*** Opening SUPPLIED DATA ***

use config::{Config, ConfigError, Environment, File};
use std::sync::OnceLock;

use super::AppConfig;

static APP_CONFIG: OnceLock<AppConfig> = OnceLock::new();

impl AppConfig {
    /// 加载配置
    pub fn load() -> Result<Self, ConfigError> {
        let mut builder = Config::builder()
            // 首先加载默认配置文件
            .add_source(File::with_name("config").required(false))
            // 然后根据环境加载特定配置文件
            .add_source(
                File::with_name(&format!(
                    "config.{}",
                    std::env::var("APP_ENV").unwrap_or_else(|_| "development".into())
                ))
                .required(false),
            )
            // 最后加载环境变量覆盖
            .add_source(
                Environment::with_prefix("INTELLGRADE")
                    .separator("_")
                    .try_parsing(true),
            );

        // 支持从环境变量加载
        builder = builder
            .set_override_option("app.environment", std::env::var("APP_ENV").ok())?
            .set_override_option("app.log_level", std::env::var("RUST_LOG").ok())?
            .set_override_option("server.host", std::env::var("SERVER_HOST").ok())?
            .set_override_option("server.port", std::env::var("SERVER_PORT").ok())?
            .set_override_option("server.unix_socket_path", std::env::var("UNIX_SOCKET").ok())?
            .set_override_option("server.workers", std::env::var("CPU_COUNT").ok())?
            .set_override_option("jwt.secret", std::env::var("JWT_SECRET").ok())?
            .set_override_option("database.url", std::env::var("DATABASE_URL").ok())?
            .set_override_option("cache.redis.url", std::env::var("REDIS_URL").ok())?
            .set_override_option(
                "cache.redis.key_prefix",
                std::env::var("REDIS_KEY_PREFIX").ok(),
            )?
            .set_override_option("cache.default_ttl", std::env::var("REDIS_TTL").ok())?;

        let config = builder.build()?;
        let mut app_config: AppConfig = config.try_deserialize()?;

        // 处理工作线程数
        if app_config.server.workers == 0 {
            app_config.server.workers = num_cpus::get().min(app_config.server.max_workers);
        }

        Ok(app_config)
    }

    /// 获取全局配置实例
    pub fn get() -> &'static AppConfig {
        APP_CONFIG.get_or_init(|| {
            Self::load().unwrap_or_else(|e| {
                eprintln!("Failed to load configuration: {e}");
                std::process::exit(1);
            })
        })
    }

    /// 初始化配置 (在应用启动时调用)
    pub fn init() -> Result<(), ConfigError> {
        let config = Self::load()?;
        APP_CONFIG
            .set(config)
            .map_err(|_| ConfigError::Message("Configuration already initialized".to_string()))?;
        Ok(())
    }

    /// 检查是否为生产环境
    pub fn is_production(&self) -> bool {
        self.app.environment == "production"
    }

    /// 检查是否为开发环境
    pub fn is_development(&self) -> bool {
        self.app.environment == "development"
    }

    /// 获取服务器绑定地址
    pub fn server_bind_address(&self) -> String {
        format!("{}:{}", self.server.host, self.server.port)
    }

    /// 获取 Unix 套接字路径 (如果配置了)
    #[cfg(unix)]
    pub fn unix_socket_path(&self) -> Option<&str> {
        if self.server.unix_socket_path.is_empty() {
            None
        } else {
            Some(&self.server.unix_socket_path)
        }
    }
}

*** Closing SUPPLIED DATA ***

GOAL OF THE EXERCISE:
What lines in the entries contain "workers"? Report each one by copying it.

WORKED SOLUTION:
            .set_override_option("server.workers", std::env::var("CPU_COUNT").ok())?
        if app_config.server.workers == 0 {
            app_config.server.workers = num_cpus::get().min(app_config.server.max_workers);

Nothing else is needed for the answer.